Archeological site in Colombia

The Cojines del Zaque (English: "Cushions of the Zaque") is an archeological site of the Muisca located in the city of Tunja, Boyacá, which in the time of the Muisca Confederation was called Hunza. The cojines are two round stones used in the religion of the Muisca to worship Sun god Sué and his wife; Moon goddess Chía. When the Spanish conquistadores arrived, they called them Cojines del Diablo.

== Background ==
During the time before the Spanish conquest of the Muisca, the central highlands of the Colombian Andes (Altiplano Cundiboyacense) were populated by the Muisca. This advanced civilization had its own religion and rituals, centred around the most important deities Sué and Chía. The northern territories were ruled by the iraca of Sugamuxi, the tundama of Tundama, and the zaque based in Hunza.

== Description ==
The Cojines are two circular stones made of sandstone located at the base of the San Lázaro hill in Tunja. The northernmost Cojín measures 1.1 m in diameter and the southern pillow 1 m. The stones are oriented concerning the solar ecliptic and consist of an inclined part in the west and a flat part in the east. The rocks were used by the zaque to kneel and pray to Sué at sunrise.

The Cojines were studied as of 1847 and in 1928 the city of Tunja made the stones into an archeological site.

=== Rituals and festivities ===
Every morning the zaque would go in a procession from his grand bohío in Hunza to the Cojines. Apart from the daily rituals, also with sowing and harvests, rituals were performed on the Cojines del Zaque.
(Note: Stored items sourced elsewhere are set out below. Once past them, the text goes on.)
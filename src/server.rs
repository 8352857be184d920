// Copyright (c) 2024 The filedrop developers
// Licensed under the Apache License, Version 2.0
// <LICENSE-APACHE or
// http://www.apache.org/licenses/LICENSE-2.0> or the MIT
// license <LICENSE-MIT or http://opensource.org/licenses/MIT>,
// at your option. All files in the project carrying such
// notice may not be copied, modified, or distributed except
// according to those terms.

use std::error::Error;
use std::io;
use std::io::Read;
use std::net::SocketAddr;
use std::net::ToSocketAddrs;
use std::panic;
use std::panic::AssertUnwindSafe;
use std::sync::Arc;
use std::sync::Mutex;
use std::thread;

use log::{debug, error};

use crate::cors;
use crate::Request;
use crate::Response;

/// A listening server.
///
/// Every request is handed to the handler on a thread of its own. If the handler panics, the client
/// receives a 500 response carrying the CORS headers, and the other requests are not affected.
///
/// # Example
///
/// ```no_run
/// use filedrop::Server;
/// use filedrop::Response;
///
/// let server = Server::new("localhost:0", |request| {
///     Response::text("hello world")
/// }).unwrap();
/// println!("Listening on {:?}", server.server_addr());
/// server.run();
/// ```
pub struct Server<F> {
    server: tiny_http::Server,
    handler: Arc<AssertUnwindSafe<F>>,
}

impl<F> Server<F> where F: Send + Sync + 'static + Fn(&Request) -> Response {
    /// Builds a new `Server` object.
    ///
    /// After this function returns, the HTTP server is listening.
    ///
    /// Returns an error if there was an error while creating the listening socket, for example if
    /// the port is already in use.
    pub fn new<A>(addr: A, handler: F) -> Result<Server<F>, Box<dyn Error + Send + Sync>>
        where A: ToSocketAddrs
    {
        let server = tiny_http::Server::http(addr)?;

        Ok(Server {
            server,
            handler: Arc::new(AssertUnwindSafe(handler)),
        })
    }

    /// Returns the address of the listening socket.
    #[inline]
    pub fn server_addr(&self) -> Option<SocketAddr> {
        self.server.server_addr().to_ip()
    }

    /// Runs the server forever, or until the listening socket is somehow force-closed by the
    /// operating system.
    #[inline]
    pub fn run(self) {
        for request in self.server.incoming_requests() {
            self.process(request);
        }
    }

    /// Processes all the client requests waiting to be processed, then returns.
    ///
    /// This function executes very quickly, as each client requests that needs to be processed
    /// is processed in a separate thread.
    #[inline]
    pub fn poll(&self) {
        while let Ok(Some(request)) = self.server.try_recv() {
            self.process(request);
        }
    }

    fn process(&self, request: tiny_http::Request) {
        let handler = self.handler.clone();

        thread::spawn(move || {
            let tiny_http_request;
            let request = {
                let url = request.url().to_owned();
                let method = request.method().as_str().to_owned();
                let headers = request.headers().iter()
                    .map(|h| (h.field.to_string(), h.value.as_str().to_owned()))
                    .collect();
                let remote_addr = request.remote_addr().copied()
                    .unwrap_or_else(|| SocketAddr::from(([0, 0, 0, 0], 0)));

                debug!("{} {} from {}", method, url, remote_addr);

                tiny_http_request = Arc::new(Mutex::new(Some(request)));
                let body = Box::new(RequestRead(tiny_http_request.clone()));

                Request::from_parts(method, url, headers, body, remote_addr)
            };

            let method = request.method().to_owned();
            let url = request.raw_url().to_owned();

            // The request isn't used anymore after a panic.
            let request = AssertUnwindSafe(request);
            let response = panic::catch_unwind(move || {
                let request = request;
                handler(&request)
            });

            let response = match response {
                Ok(r) => r,
                Err(_) => {
                    error!("The handler panicked while answering {} {}", method, url);
                    cors::apply(Response::text("Internal Server Error").with_status_code(500))
                }
            };

            let (res_data, res_len) = response.data.into_reader_and_size();
            let mut tiny_response = tiny_http::Response::empty(response.status_code)
                .with_data(res_data, res_len);

            for (key, value) in response.headers {
                if key.eq_ignore_ascii_case("Content-Length") {
                    continue;
                }

                match tiny_http::Header::from_bytes(key.as_bytes(), value.as_bytes()) {
                    Ok(header) => tiny_response.add_header(header),
                    Err(()) => debug!("Dropping invalid response header {:?}", key),
                }
            }

            let request = match tiny_http_request.lock() {
                Ok(mut r) => r.take(),
                Err(poisoned) => poisoned.into_inner().take(),
            };

            // Nothing can be done if the client went away.
            if let Some(request) = request {
                if let Err(err) = request.respond(tiny_response) {
                    debug!("Failed to send the response for {} {}: {}", method, url, err);
                }
            }
        });
    }
}

/// Puts a `tiny_http::Request` inside a `Box<dyn Read>`.
struct RequestRead(Arc<Mutex<Option<tiny_http::Request>>>);

impl Read for RequestRead {
    fn read(&mut self, buf: &mut [u8]) -> io::Result<usize> {
        let mut request = self.0.lock()
            .map_err(|_| io::Error::new(io::ErrorKind::Other, "request lock poisoned"))?;

        match request.as_mut() {
            Some(r) => r.as_reader().read(buf),
            None => Err(io::Error::new(io::ErrorKind::UnexpectedEof, "request already answered")),
        }
    }
}
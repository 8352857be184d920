// Copyright (c) 2024 The filedrop developers
// Licensed under the Apache License, Version 2.0
// <LICENSE-APACHE or
// http://www.apache.org/licenses/LICENSE-2.0> or the MIT
// license <LICENSE-MIT or http://opensource.org/licenses/MIT>,
// at your option. All files in the project carrying such
// notice may not be copied, modified, or distributed except
// according to those terms.

//! filedrop is a small HTTP receiver for `multipart/form-data` uploads.
//!
//! A client posts a form containing a `file` field to `/save`; the embedded file is extracted
//! from the request body and written to the upload directory:
//!
//! ```no_run
//! use filedrop::config::Config;
//! use filedrop::{Server, UploadService};
//!
//! let config = Config::default();
//! let service = UploadService::new(&config);
//!
//! let server = Server::new(config.addr(), move |request| service.handle(request)).unwrap();
//! server.run();
//! ```
//!
//! # Extracting a file
//!
//! The parsing itself lives in [the `multipart` module](multipart/index.html) and is a pure
//! function of the buffered body and the boundary declared in the `Content-Type` header:
//!
//! ```
//! let body = b"--XyZ\r\n\
//!     Content-Disposition: form-data; name=\"file\"; filename=\"notes.txt\"\r\n\
//!     Content-Type: text/plain\r\n\
//!     \r\n\
//!     hello\r\n\
//!     --XyZ--\r\n";
//!
//! let file = filedrop::extract_file(body, "XyZ").unwrap().unwrap();
//! assert_eq!(file.filename, "notes.txt");
//! assert_eq!(file.payload, b"hello");
//! ```
//!
//! # Answering requests
//!
//! [`UploadService`](struct.UploadService.html) routes every request: `OPTIONS` preflights,
//! `POST /save` uploads and `GET` requests for static files. All of its responses carry the
//! CORS headers from [the `cors` module](cors/index.html).

#![deny(unsafe_code)]

#[macro_use]
extern crate quick_error;

pub use crate::error::UploadError;
pub use crate::multipart::{extract_file, ExtractedFile};
pub use crate::response::{Response, ResponseBody};
pub use crate::server::Server;
pub use crate::upload::UploadService;

use std::io::Cursor;
use std::io::Read;
use std::io::Result as IoResult;
use std::marker::PhantomData;
use std::net::SocketAddr;
use std::sync::Mutex;

use percent_encoding::percent_decode;

pub mod assets;
pub mod config;
pub mod cors;
pub mod input;
pub mod log;
pub mod multipart;
pub mod save;
pub mod upload;

mod error;
mod response;
mod server;

/// Represents a request that the handler must answer to.
///
/// This can be either a real request (received by the HTTP server) or a mock object created with
/// `fake_http`.
pub struct Request {
    method: String,
    url: String,
    headers: Vec<(String, String)>,
    data: Mutex<Option<Box<dyn Read + Send>>>,
    remote_addr: SocketAddr,
}

impl Request {
    /// Builds a fake HTTP request to be used during tests.
    ///
    /// The remote address of the client will be `127.0.0.1:12345`.
    pub fn fake_http<U, M>(method: M, url: U, headers: Vec<(String, String)>, data: Vec<u8>)
                           -> Request where U: Into<String>, M: Into<String>
    {
        Request {
            method: method.into(),
            url: url.into(),
            headers,
            data: Mutex::new(Some(Box::new(Cursor::new(data)))),
            remote_addr: SocketAddr::from(([127, 0, 0, 1], 12345)),
        }
    }

    pub(crate) fn from_parts(method: String, url: String, headers: Vec<(String, String)>,
                             data: Box<dyn Read + Send>, remote_addr: SocketAddr) -> Request
    {
        Request {
            method,
            url,
            headers,
            data: Mutex::new(Some(data)),
            remote_addr,
        }
    }

    /// Returns the method of the request (`GET`, `POST`, etc.).
    #[inline]
    pub fn method(&self) -> &str {
        &self.method
    }

    /// Returns the raw URL requested by the client. It is not decoded and thus can contain strings
    /// such as `%20`, and the query parameters such as `?p=hello`.
    ///
    /// See also `url()`.
    #[inline]
    pub fn raw_url(&self) -> &str {
        &self.url
    }

    /// Returns the URL requested by the client.
    ///
    /// Contrary to `raw_url`, special characters have been decoded and the query string
    /// (eg `?p=hello`) has been removed.
    ///
    /// If there is any non-unicode character in the URL, it will be replaced with `U+FFFD`.
    ///
    /// # Example
    ///
    /// ```
    /// use filedrop::Request;
    ///
    /// let request = Request::fake_http("GET", "/hello%20world?foo=bar", vec![], vec![]);
    /// assert_eq!(request.url(), "/hello world");
    /// ```
    pub fn url(&self) -> String {
        let url = self.url.as_bytes();
        let url = if let Some(pos) = url.iter().position(|&c| c == b'?') {
            &url[..pos]
        } else {
            url
        };

        percent_decode(url).decode_utf8_lossy().into_owned()
    }

    /// Returns the value of a header of the request.
    ///
    /// Returns `None` if no such header could be found.
    #[inline]
    pub fn header(&self, key: &str) -> Option<&str> {
        self.headers.iter().find(|(k, _)| k.eq_ignore_ascii_case(key)).map(|(_, v)| &v[..])
    }

    /// Returns the body of the request.
    ///
    /// The body can only be retrieved once. Returns `None` is the body has already been retrieved
    /// before.
    pub fn data(&self) -> Option<RequestBody> {
        let reader = self.data.lock().ok().and_then(|mut data| data.take());
        reader.map(|r| RequestBody { body: r, marker: PhantomData })
    }

    /// Returns the address of the client that made this request.
    #[inline]
    pub fn remote_addr(&self) -> &SocketAddr {
        &self.remote_addr
    }
}

/// Gives access to the body of a request.
///
/// In order to obtain this object, call `request.data()`.
pub struct RequestBody<'a> {
    body: Box<dyn Read + Send>,
    marker: PhantomData<&'a ()>,
}

impl<'a> Read for RequestBody<'a> {
    #[inline]
    fn read(&mut self, buf: &mut [u8]) -> IoResult<usize> {
        self.body.read(buf)
    }
}

#[cfg(test)]
mod tests {
    use super::Request;
    use std::io::Read;

    #[test]
    fn header() {
        let request = Request::fake_http("GET", "/", vec![("Content-Type".to_owned(), "text/plain".to_owned())], vec![]);
        assert_eq!(request.header("Content-Type"), Some("text/plain"));
        assert_eq!(request.header("content-type"), Some("text/plain"));
        assert_eq!(request.header("Content-Length"), None);
    }

    #[test]
    fn body_twice() {
        let request = Request::fake_http("POST", "/save", vec![], vec![62, 62, 62]);

        let mut body = Vec::new();
        request.data().unwrap().read_to_end(&mut body).unwrap();
        assert_eq!(body, vec![62, 62, 62]);

        assert!(request.data().is_none());
    }

    #[test]
    fn url_strips_query() {
        let request = Request::fake_http("POST", "/save?p=hello", vec![], vec![]);
        assert_eq!(request.url(), "/save");
        assert_eq!(request.raw_url(), "/save?p=hello");
    }

    #[test]
    fn url_encode() {
        let request = Request::fake_http("GET", "/hello%20world", vec![], vec![]);
        assert_eq!(request.url(), "/hello world");
    }

    #[test]
    fn plus_in_url() {
        let request = Request::fake_http("GET", "/hello+world", vec![], vec![]);
        assert_eq!(request.url(), "/hello+world");
    }
}
// Copyright (c) 2024 The filedrop developers
// Licensed under the Apache License, Version 2.0
// <LICENSE-APACHE or
// http://www.apache.org/licenses/LICENSE-2.0> or the MIT
// license <LICENSE-MIT or http://opensource.org/licenses/MIT>,
// at your option. All files in the project carrying such
// notice may not be copied, modified, or distributed except
// according to those terms.

#![no_main]

use filedrop::multipart::{Multipart, MultipartError};
use libfuzzer_sys::fuzz_target;

const BOUNDARY: &str = "--12--34--56";

fuzz_target!(|data: &[u8]| {
    if data.len() < BOUNDARY.len() {
        return;
    }

    // A lot of bodies will be malformed
    match filedrop::extract_file(data, BOUNDARY) {
        Ok(Some(file)) => assert!(file.payload.len() <= data.len()),
        Ok(None) | Err(MultipartError::Filename(_)) => (),
        Err(err) => panic!("This shouldn't have failed: {}", err),
    }

    let multipart = Multipart::with_body(data, BOUNDARY).expect("the boundary is valid");
    for part in multipart {
        assert!(part.data.len() <= data.len());
    }
});
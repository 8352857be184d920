// Copyright (c) 2024 The filedrop developers
// Licensed under the Apache License, Version 2.0
// <LICENSE-APACHE or
// http://www.apache.org/licenses/LICENSE-2.0> or the MIT
// license <LICENSE-MIT or http://opensource.org/licenses/MIT>,
// at your option. All files in the project carrying such
// notice may not be copied, modified, or distributed except
// according to those terms.

//! The `Content-Type` gate and body buffering of `multipart/form-data` requests.

use std::io::Read;

use log::debug;
use mime::Mime;

use crate::multipart::{split_header_value, MultipartError};
use crate::Request;
use crate::UploadError;

/// Upper bound for the buffer reserved from `Content-Length` before reading.
const MAX_PREALLOCATION: usize = 16 * 1024 * 1024;

/// Extracts the boundary from the value of a `Content-Type` header.
///
/// Returns `UploadError::UnsupportedContentType` if there is no header or if its media type is not
/// `multipart/form-data`, and `UploadError::Multipart` if the boundary is missing or empty.
///
/// # Example
///
/// ```
/// use filedrop::input::multipart_boundary;
///
/// let boundary = multipart_boundary(Some("multipart/form-data; boundary=XyZ")).unwrap();
/// assert_eq!(boundary, "XyZ");
///
/// assert!(multipart_boundary(Some("application/json")).is_err());
/// ```
pub fn multipart_boundary(content_type: Option<&str>) -> Result<String, UploadError> {
    let header = match content_type {
        Some(h) => h,
        None => return Err(UploadError::UnsupportedContentType(None)),
    };

    if !is_form_data(header) {
        return Err(UploadError::UnsupportedContentType(Some(header.to_owned())));
    }

    let (_, params) = split_header_value(header.as_bytes());

    let boundary = params.into_iter()
        .find(|(key, _)| key == "boundary")
        .map(|(_, value)| value);

    let boundary = match boundary {
        Some(b) => String::from_utf8_lossy(&b).into_owned(),
        None => return Err(MultipartError::Boundary("no boundary parameter".to_owned()).into()),
    };

    if boundary.is_empty() {
        return Err(MultipartError::Boundary("the boundary is empty".to_owned()).into());
    }

    debug!("Multipart boundary: {}", boundary);
    Ok(boundary)
}

fn is_form_data(header: &str) -> bool {
    let essence = header.split(';').next().unwrap_or("").trim().to_ascii_lowercase();

    match essence.parse::<Mime>() {
        Ok(m) => m.type_() == mime::MULTIPART && m.subtype() == mime::FORM_DATA,
        Err(_) => false,
    }
}

/// A `POST /save` request that passed the `Content-Type` gate, with its body fully read.
#[derive(Debug)]
pub struct UploadRequest {
    /// The raw value of the `Content-Type` header.
    pub content_type: Option<String>,
    /// The declared `Content-Length`, or 0 if absent or unreadable.
    pub content_length: usize,
    /// The whole body of the request.
    pub body: Vec<u8>,
}

impl UploadRequest {
    /// Reads the whole body of `request` into memory.
    ///
    /// Returns `UploadError::BodyAlreadyExtracted` if the body was taken before.
    pub fn read(request: &Request) -> Result<UploadRequest, UploadError> {
        let content_length = request.header("Content-Length")
            .and_then(|len| len.trim().parse::<usize>().ok())
            .unwrap_or(0);

        let mut data = match request.data() {
            Some(d) => d,
            None => return Err(UploadError::BodyAlreadyExtracted),
        };

        let mut body = Vec::with_capacity(content_length.min(MAX_PREALLOCATION));
        data.read_to_end(&mut body)?;

        if content_length != 0 && body.len() != content_length {
            debug!("Declared Content-Length {} but read {} bytes", content_length, body.len());
        }

        Ok(UploadRequest {
            content_type: request.header("Content-Type").map(str::to_owned),
            content_length,
            body,
        })
    }
}
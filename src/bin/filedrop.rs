// Copyright (c) 2024 The filedrop developers
// Licensed under the Apache License, Version 2.0
// <LICENSE-APACHE or
// http://www.apache.org/licenses/LICENSE-2.0> or the MIT
// license <LICENSE-MIT or http://opensource.org/licenses/MIT>,
// at your option. All files in the project carrying such
// notice may not be copied, modified, or distributed except
// according to those terms.

use std::process;

use log::{error, info, Log};

use filedrop::config::Config;
use filedrop::log::Logger;
use filedrop::save;
use filedrop::{Server, UploadService};

fn main() {
    let config = match Config::from_env() {
        Ok(c) => c,
        Err(err) => {
            eprintln!("Invalid configuration: {}", err);
            process::exit(2);
        }
    };

    let mut logger = Logger::new(config.log_level);
    if let Some(ref path) = config.log_file {
        logger = match logger.with_file(path) {
            Ok(l) => l,
            Err(err) => {
                eprintln!("Could not open the log file {}: {}", path.display(), err);
                process::exit(1);
            }
        };
    }

    if let Err(err) = logger.init() {
        eprintln!("Could not install the logger: {}", err);
        process::exit(1);
    }

    match save::ensure_dir(&config.upload_dir) {
        Ok(true) => info!("Created directory: {}", config.upload_dir.display()),
        Ok(false) => info!("Directory already exists: {}", config.upload_dir.display()),
        Err(err) => {
            error!("Could not create directory {}: {}", config.upload_dir.display(), err);
            process::exit(1);
        }
    }

    let shutdown = ctrlc::set_handler(|| {
        info!("Server stopped by keyboard interrupt.");
        println!("\nServer stopped.");
        ::log::logger().flush();
        process::exit(0);
    });

    if let Err(err) = shutdown {
        error!("Could not install the Ctrl-C handler: {}", err);
    }

    let service = UploadService::new(&config);
    let server = match Server::new(config.addr(), move |request| service.handle(request)) {
        Ok(s) => s,
        Err(err) => {
            error!("Could not listen on {}: {}", config.addr(), err);
            process::exit(1);
        }
    };

    info!("Server started on port {}", config.port);
    println!("Server started on port {}", config.port);

    server.run();
}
The Muisca calendar defined the months of sowing and harvests and those periods would fall on the Gregorian calendar in the months of March and September respectively. To increase the fertility of the lands the Muisca had their agriculture, they performed festivities to the gods around the Cojines del Zaque. During these festivals, the Muisca danced in groups, holding hands and sang to the music of flutes, ocarinas and other instruments. They danced on the rhythm of drums. During these rituals the Muisca got drunk by drinking their typical chicha.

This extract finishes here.